Xencor Presents Data from Multiple Preclinical XmAb Bispecific Antibody and Cytokine Programs at the AACR Annual Meeting 2021
Xencor, Inc. (NASDAQ:XNCR), a clinical-stage biopharmaceutical company developing engineered monoclonal antibodies and cytokines for the treatment of cancer and autoimmune diseases, today announced the presentation of new data from multiple preclinical XmAb bispecific antibody programs and its preclinical IL-12-Fc cytokine program at the American Association for Cancer Research (AACR) Annual Meeting, being held virtually April 10-15, 2021.

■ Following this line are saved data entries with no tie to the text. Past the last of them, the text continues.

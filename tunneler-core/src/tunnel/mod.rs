mod local;
mod remote;

pub use local::*;
pub use remote::*;

use async_trait::async_trait;
use tokio_util::sync::CancellationToken;

use crate::session::Session;
use crate::tunnel_spec::TunnelSpec;
use crate::{Result, TunnelError};

/// Runs one tunnel over a session until it is shut down or fails.
///
/// Returns `Ok(())` after a requested shutdown, `Err(SessionClosed)` when the
/// session ended underneath it, and the setup error when the tunnel could not
/// be established.
#[async_trait]
pub trait TunnelController: Send + Sync {
    async fn start(&self, session: Session, spec: TunnelSpec) -> Result<()>;
}

/// Which side of the session listens.
#[derive(Debug, Clone, Copy, PartialEq, Eq)]
pub enum Direction {
    /// Listen here, reach the target from the peer.
    Local,
    /// Listen on the peer, reach the target from here.
    Remote,
}

impl Direction {
    pub fn controller(self, shutdown: CancellationToken) -> Box<dyn TunnelController> {
        match self {
            Direction::Local => Box::new(LocalTunnel::new(shutdown)),
            Direction::Remote => Box::new(RemoteTunnel::new(shutdown)),
        }
    }
}

pub(crate) fn validate(spec: &TunnelSpec) -> Result<()> {
    if spec.target().port() == 0 {
        return Err(TunnelError::InvalidTunnel(format!(
            "target port of {} must not be 0",
            spec
        )));
    }

    Ok(())
}
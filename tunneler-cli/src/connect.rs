use tokio::io::{AsyncRead, AsyncReadExt, AsyncWrite, AsyncWriteExt};
use tokio::net::TcpStream;
use tokio_tungstenite::tungstenite::client::IntoClientRequest;
use tokio_tungstenite::tungstenite::handshake::client::Request;
use tokio_tungstenite::tungstenite::http::header::AUTHORIZATION;
use tokio_tungstenite::tungstenite::http::{HeaderValue, Uri};
use tokio_tungstenite::tungstenite::protocol::WebSocketConfig;
use tokio_tungstenite::{client_async_tls_with_config, MaybeTlsStream, WebSocketStream};
use tracing::{debug, info};

use tunneler_core::net::dial_tcp;
use tunneler_core::HostPort;

use crate::config::ClientConfig;
use crate::Result;

pub type ServerSocket = WebSocketStream<MaybeTlsStream<TcpStream>>;

const MAX_PROXY_RESPONSE: usize = 8 * 1024;

/// Opens the websocket to the configured server, through the proxy when one
/// is configured, authenticating with the bearer token.
pub async fn connect(config: &ClientConfig) -> Result<ServerSocket> {
    let token = config.token().ok_or("need to specify Token in configuration")?;
    let request = build_request(config.server(), token)?;
    let server = server_address(request.uri())?;

    let stream = match config.proxy() {
        Some(proxy) => {
            info!("using proxy at {}", proxy);
            connect_via_proxy(proxy, &server).await?
        }
        None => dial_tcp(&server).await?,
    };

    let (socket, response) =
        client_async_tls_with_config(request, stream, Some(websocket_config(config)), None)
            .await?;

    info!("connected to {}", config.server());
    debug!("handshake answered with {}", response.status());

    Ok(socket)
}

pub fn build_request(server: &str, token: &str) -> Result<Request> {
    let mut request = server.into_client_request()?;
    let authorization = HeaderValue::from_str(&format!("Bearer {}", token))?;
    request.headers_mut().insert(AUTHORIZATION, authorization);

    Ok(request)
}

/// Host and port the TCP connection for `uri` goes to.
pub fn server_address(uri: &Uri) -> Result<HostPort> {
    let host = uri
        .host()
        .ok_or_else(|| format!("server url {} has no host", uri))?;
    let default_port = match uri.scheme_str() {
        Some("wss") | Some("https") => 443,
        _ => 80,
    };

    Ok(HostPort::new(
        host.trim_start_matches('[').trim_end_matches(']'),
        uri.port_u16().unwrap_or(default_port),
    ))
}

fn websocket_config(config: &ClientConfig) -> WebSocketConfig {
    let mut websocket = WebSocketConfig::default();
    if let Some(size) = config.read_buffer_size() {
        websocket = websocket.read_buffer_size(size);
    }
    if let Some(size) = config.write_buffer_size() {
        websocket = websocket.write_buffer_size(size);
    }

    websocket
}

/// Dials an HTTP proxy and tunnels to `target` with `CONNECT`.
pub async fn connect_via_proxy(proxy: &str, target: &HostPort) -> Result<TcpStream> {
    let uri: Uri = proxy.parse()?;
    match uri.scheme_str() {
        Some("http") | None => {}
        Some(scheme) => return Err(format!("unsupported proxy scheme {}", scheme).into()),
    }

    let host = uri
        .host()
        .ok_or_else(|| format!("proxy url {} has no host", proxy))?;
    let address = HostPort::new(
        host.trim_start_matches('[').trim_end_matches(']'),
        uri.port_u16().unwrap_or(80),
    );

    let mut stream = dial_tcp(&address).await?;
    proxy_handshake(&mut stream, target).await?;

    Ok(stream)
}

/// Sends `CONNECT` and consumes the proxy's response header, leaving the
/// stream positioned at the first tunnelled byte.
pub async fn proxy_handshake<S>(stream: &mut S, target: &HostPort) -> Result<()>
where
    S: AsyncRead + AsyncWrite + Unpin,
{
    let request = format!("CONNECT {0} HTTP/1.1\r\nHost: {0}\r\n\r\n", target);
    stream.write_all(request.as_bytes()).await?;
    stream.flush().await?;

    let mut response = Vec::with_capacity(256);
    let mut byte = [0u8; 1];
    while !response.ends_with(b"\r\n\r\n") {
        if response.len() >= MAX_PROXY_RESPONSE {
            return Err("proxy response header too large".into());
        }

        if 0 == stream.read(&mut byte).await? {
            return Err("proxy closed the connection during CONNECT".into());
        }
        response.push(byte[0]);
    }

    let response = String::from_utf8_lossy(&response);
    let status_line = response.lines().next().unwrap_or_default();
    match status_line.split_whitespace().nth(1) {
        Some(code) if code.starts_with('2') => {
            debug!("proxy tunnel to {} established", target);
            Ok(())
        }
        _ => Err(format!("proxy refused CONNECT to {}: {}", target, status_line).into()),
    }
}

#[cfg(test)]
mod tests {
    use tokio_test::io::Builder;

    use super::*;

    #[test]
    fn request_carries_bearer_token() {
        // Act
        let request = build_request("ws://127.0.0.1:9000", "s3cret").unwrap();

        // Assert
        assert_eq!(
            "Bearer s3cret",
            request.headers().get(AUTHORIZATION).unwrap().to_str().unwrap()
        );
    }

    #[test]
    fn server_address_uses_scheme_default_port() {
        // Arrange
        let secure: Uri = "wss://tunnel.example.com/ws".parse().unwrap();
        let plain: Uri = "ws://[::1]:9000".parse().unwrap();

        // Act
        let secure = server_address(&secure).unwrap();
        let plain = server_address(&plain).unwrap();

        // Assert
        assert_eq!(HostPort::new("tunnel.example.com", 443), secure);
        assert_eq!(HostPort::new("::1", 9000), plain);
    }

    #[tokio::test]
    async fn proxy_handshake_accepts_200() {
        // Arrange
        let mut mock = Builder::new()
            .write(b"CONNECT tunnel.example.com:443 HTTP/1.1\r\nHost: tunnel.example.com:443\r\n\r\n")
            .read(b"HTTP/1.1 200 Connection established\r\n\r\n")
            .build();

        // Act
        let result = proxy_handshake(&mut mock, &HostPort::new("tunnel.example.com", 443)).await;

        // Assert
        assert!(result.is_ok());
    }

    #[tokio::test]
    async fn proxy_handshake_rejects_error_status() {
        // Arrange
        let mut mock = Builder::new()
            .write(b"CONNECT 10.0.0.1:9000 HTTP/1.1\r\nHost: 10.0.0.1:9000\r\n\r\n")
            .read(b"HTTP/1.1 407 Proxy Authentication Required\r\nContent-Length: 0\r\n\r\n")
            .build();

        // Act
        let result = proxy_handshake(&mut mock, &HostPort::new("10.0.0.1", 9000)).await;

        // Assert
        let err = result.unwrap_err();
        assert!(err.to_string().contains("407"));
    }

    #[tokio::test]
    async fn proxy_closing_early_is_an_error() {
        // Arrange
        let mut mock = Builder::new()
            .write(b"CONNECT 10.0.0.1:9000 HTTP/1.1\r\nHost: 10.0.0.1:9000\r\n\r\n")
            .read(b"HTTP/1.1 200")
            .build();

        // Act
        let result = proxy_handshake(&mut mock, &HostPort::new("10.0.0.1", 9000)).await;

        // Assert
        assert!(result.is_err());
    }
}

"Xencor’s XmAb bispecific Fc domains enable the rapid design and simplified development of Fc-containing protein structures and are being used to create new platforms, a wide range of multi-specific antibodies and engineered cytokines. At AACR, we are presenting emerging preclinical data from early-stage programs that highlight the potential of our CD28 platform and XmAb 2+1 bispecific antibody format, as well as our more advanced IL-12 cytokine, which builds off our prior work with IL-15 and IL-2," said John Desjarlais, Ph.D., senior vice president and chief scientific officer at Xencor. "In 2021, we anticipate submitting an IND for XmAb819, our lead XmAb 2+1 CD3 bispecific antibody targeting ENPP3, and initiating a Phase 1 study in early 2022. We are also advancing through preclinical development our wholly owned lead CD28 candidate, a B7-H3 x CD28 bispecific antibody designed to be evaluated for the treatment of patients with a range of solid tumors."
Poster presentations will be archived under "Events & Presentations" in the Investors section of the Company's website located at www.xencor.com.

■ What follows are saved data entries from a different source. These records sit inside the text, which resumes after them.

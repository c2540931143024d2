use std::net::SocketAddr;
use std::sync::Arc;

use async_trait::async_trait;
use bytes::Bytes;
use tokio::net::{TcpListener, TcpStream, UdpSocket};
use tokio_util::sync::CancellationToken;
use tracing::{debug, info, warn};

use super::{validate, TunnelController};
use crate::address::{Destination, Protocol};
use crate::net::{accept_with_backoff, bind_tcp, bind_udp};
use crate::relay::{tcp_endpoint, udp_association_endpoint, RelayPump, UDP_BUFFER_SIZE};
use crate::session::Session;
use crate::tunnel_spec::TunnelSpec;
use crate::{Result, TunnelError};

/// The socket a local tunnel accepts traffic on.
pub enum LocalListener {
    Tcp(TcpListener),
    Udp(Arc<UdpSocket>),
}

impl LocalListener {
    pub fn local_addr(&self) -> Result<SocketAddr> {
        match self {
            LocalListener::Tcp(listener) => Ok(listener.local_addr()?),
            LocalListener::Udp(socket) => Ok(socket.local_addr()?),
        }
    }
}

/// Listens on this machine and carries every accepted connection to the
/// target through a stream opened on the session.
pub struct LocalTunnel {
    shutdown: CancellationToken,
}

impl LocalTunnel {
    pub fn new(shutdown: CancellationToken) -> Self {
        Self { shutdown }
    }

    pub async fn bind(spec: &TunnelSpec) -> Result<LocalListener> {
        validate(spec)?;

        match spec.protocol() {
            Protocol::Tcp => Ok(LocalListener::Tcp(bind_tcp(spec.bind()).await?)),
            Protocol::Udp => Ok(LocalListener::Udp(Arc::new(bind_udp(spec.bind()).await?))),
        }
    }

    pub async fn serve(
        &self,
        session: Session,
        spec: TunnelSpec,
        listener: LocalListener,
    ) -> Result<()> {
        let target = spec.target_destination();

        match listener {
            LocalListener::Tcp(listener) => self.serve_tcp(session, target, listener).await,
            LocalListener::Udp(socket) => self.serve_udp(session, target, socket).await,
        }
    }

    async fn serve_tcp(
        &self,
        session: Session,
        target: Destination,
        listener: TcpListener,
    ) -> Result<()> {
        loop {
            let (socket, origin) = tokio::select! {
                accepted = accept_with_backoff(&listener) => accepted?,
                _ = self.shutdown.cancelled() => {
                    info!("local tunnel to {} shutting down.", target);
                    return Ok(());
                }
                _ = session.closed() => return Err(TunnelError::SessionClosed),
            };

            let session = session.clone();
            let target = target.clone();
            let token = self.shutdown.child_token();
            tokio::spawn(async move {
                if let Err(err) = forward_connection(session, &target, socket, token).await {
                    warn!(%origin, "connection to {} failed: {}", target, err);
                }
            });
        }
    }

    /// Local UDP traffic is one association: the first datagram opens a
    /// stream, and replies go to whichever local address sent last.
    async fn serve_udp(
        &self,
        session: Session,
        target: Destination,
        socket: Arc<UdpSocket>,
    ) -> Result<()> {
        let mut buffer = vec![0u8; UDP_BUFFER_SIZE];

        loop {
            let (len, source) = tokio::select! {
                received = socket.recv_from(&mut buffer) => received?,
                _ = self.shutdown.cancelled() => {
                    info!("local tunnel to {} shutting down.", target);
                    return Ok(());
                }
                _ = session.closed() => return Err(TunnelError::SessionClosed),
            };

            debug!(%source, "first datagram for {}, opening stream.", target);
            let first = Bytes::copy_from_slice(&buffer[..len]);
            let token = self.shutdown.child_token();
            if let Err(err) =
                forward_datagrams(&session, &target, socket.clone(), source, first, token).await
            {
                if session.is_closed() {
                    return Err(TunnelError::SessionClosed);
                }
                warn!(%source, "datagram relay to {} failed: {}", target, err);
            }
        }
    }
}

#[async_trait]
impl TunnelController for LocalTunnel {
    async fn start(&self, session: Session, spec: TunnelSpec) -> Result<()> {
        let listener = Self::bind(&spec).await?;
        info!(
            "forwarding {} {} to {} through the peer.",
            spec.protocol(),
            listener.local_addr()?,
            spec.target()
        );

        self.serve(session, spec, listener).await
    }
}

async fn forward_connection(
    session: Session,
    target: &Destination,
    socket: TcpStream,
    token: CancellationToken,
) -> Result<()> {
    let mut stream = session.open_stream(target).await?;
    stream.opened().await?;

    let (reader, writer) = tcp_endpoint(socket);
    let stats = RelayPump::new(token).run(reader, writer, stream).await?;
    debug!("connection to {} finished: {:?}", target, stats);

    Ok(())
}

async fn forward_datagrams(
    session: &Session,
    target: &Destination,
    socket: Arc<UdpSocket>,
    source: SocketAddr,
    first: Bytes,
    token: CancellationToken,
) -> Result<()> {
    let mut stream = session.open_stream(target).await?;
    stream.opened().await?;
    stream.send(first).await?;

    let (reader, writer) = udp_association_endpoint(socket, source);
    let stats = RelayPump::new(token).run(reader, writer, stream).await?;
    debug!("datagram relay to {} finished: {:?}", target, stats);

    Ok(())
}

#[cfg(test)]
mod tests {
    use tokio::io::{AsyncReadExt, AsyncWriteExt};

    use super::*;
    use crate::address::HostPort;
    use crate::is_type;
    use crate::session::SessionConfig;
    use crate::test_util::session_pair;

    #[tokio::test]
    async fn bind_rejects_target_port_zero() {
        // Arrange
        let spec = TunnelSpec::parse("tcp", "127.0.0.1:0:localhost:0").unwrap();

        // Act
        let result = LocalTunnel::bind(&spec).await;

        // Assert
        assert!(is_type!(result, Err(TunnelError::InvalidTunnel(_))));
    }

    #[tokio::test]
    async fn accepted_connection_opens_stream_to_target() {
        // Arrange
        let (client, server) = session_pair(SessionConfig::default());
        let spec = TunnelSpec::new(
            Protocol::Tcp,
            HostPort::new("127.0.0.1", 0),
            HostPort::new("example.internal", 80),
        );
        let listener = LocalTunnel::bind(&spec).await.unwrap();
        let addr = listener.local_addr().unwrap();
        let shutdown = CancellationToken::new();
        let tunnel = LocalTunnel::new(shutdown.clone());
        let serving = tokio::spawn(async move { tunnel.serve(client, spec, listener).await });

        // Act
        let mut socket = TcpStream::connect(addr).await.unwrap();
        socket.write_all(b"ping").await.unwrap();
        let (mut stream, destination) = server.accept_incoming().await.unwrap();
        let request = stream.receive().await.unwrap();
        stream.send(Bytes::from_static(b"pong")).await.unwrap();
        let mut reply = [0u8; 4];
        socket.read_exact(&mut reply).await.unwrap();
        shutdown.cancel();
        let result = serving.await.unwrap();

        // Assert
        assert_eq!("tcp://example.internal:80", destination.to_string());
        assert_eq!(Some(Bytes::from_static(b"ping")), request);
        assert_eq!(b"pong", &reply);
        assert!(result.is_ok());
    }

    #[tokio::test]
    async fn serving_ends_when_session_closes() {
        // Arrange
        let (client, server) = session_pair(SessionConfig::default());
        let spec = TunnelSpec::new(
            Protocol::Udp,
            HostPort::new("127.0.0.1", 0),
            HostPort::new("127.0.0.1", 53),
        );
        let listener = LocalTunnel::bind(&spec).await.unwrap();
        let tunnel = LocalTunnel::new(CancellationToken::new());

        // Act
        server.close();
        let result = tunnel.serve(client, spec, listener).await;

        // Assert
        assert!(is_type!(result, Err(TunnelError::SessionClosed)));
    }
}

XmAb Engineered Cytokine Platform
- Abstract 1743, "IL12 heterodimeric Fc-fusions engineered for reduced potency exhibit strong anti-tumor activity and improved therapeutic index compared to native IL12 agents"
IL-12 is a potent proinflammatory cytokine produced by activated antigen-presenting cells, and it leads to proliferation of T cells and NK cells and increased cytotoxicity through high levels of interferon gamma signaling. As a potent immune stimulating protein, IL-12 can have a significant effect on shrinking tumors; however, prior clinical studies have demonstrated it to have a narrow therapeutic window, limiting potential response rates.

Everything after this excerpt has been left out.